**Saved data entries**.
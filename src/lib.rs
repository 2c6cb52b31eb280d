//! This crate is my attempt at writing the array-backed sequence of a standard template library,
//! along with the part of its algorithm library that the sequence leans on.
//!
//! # Purpose
//! This crate is a learning project, with no expectation for it to be used in production. The
//! sequence ([`Vector`](collections::contiguous::Vector)) owns one raw allocation, tracks which
//! slots are live and which are uninitialized, and uses the generic range algorithms in
//! [`algorithm`] to shift, rotate and construct elements inside that allocation.
//!
//! # Method
//! The algorithms are written against cursors ([`iter::Cursor`]) with an explicit capability
//! [`Category`](iter::Category). Each algorithm has a generic element-wise version and, where it
//! makes sense, a faster version that is picked at compile time based on what the cursor (or the
//! element type) can do. The fast version is never allowed to change the result.
//!
//! Memory comes from a pluggable [`AllocStrategy`](alloc::AllocStrategy), with
//! [`Global`](alloc::Global) as the default.
//!
//! # Error Handling
//! Like `std`, the common methods panic when something goes irrecoverably wrong (capacity
//! overflow or running out of memory), because nobody wants to handle an error every time they
//! push into a Vector. The allocating methods also have `try_` twins (`try_push`, `try_reserve`,
//! and friends) that return a [`TryReserveError`](error::TryReserveError) instead.
//!
//! Errors are strongly typed, using enums for static dispatch rather than dynamic, with structs
//! that implement [`Error`](std::error::Error).
//!
//! # Dependencies
//! This crate uses `std` for the global allocator and depends on `derive_more` for the error
//! boilerplate and `log` for tracing reallocations.
#![feature(strict_overflow_ops)]
#![feature(box_vec_non_null)]
#![feature(extend_one)]
#![feature(extend_one_unchecked)]
#![feature(trusted_len)]
#![feature(debug_closure_helpers)]
#![feature(min_specialization)]
#![feature(rustc_attrs)]
#![feature(slice_range)]
#![feature(maybe_uninit_write_slice)]
#![allow(internal_features)]

// #![warn(missing_docs)]
#![warn(clippy::missing_safety_doc)]
#![warn(clippy::undocumented_unsafe_blocks)]
#![warn(clippy::missing_const_for_fn)]
#![warn(clippy::missing_panics_doc)]
#![warn(clippy::unwrap_used)]
#![allow(clippy::module_inception)]

pub mod alloc;
#[cfg(feature = "algorithm")]
pub mod algorithm;
#[cfg(feature = "collections")]
pub mod collections;
#[cfg(feature = "algorithm")]
pub mod iter;

pub(crate) mod util;

#[doc(inline)]
pub use util::error;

**What the task requires**.
Line tally for "generic": say how many lines of the records above contain it, and give nothing but the number.

**Response area**.
2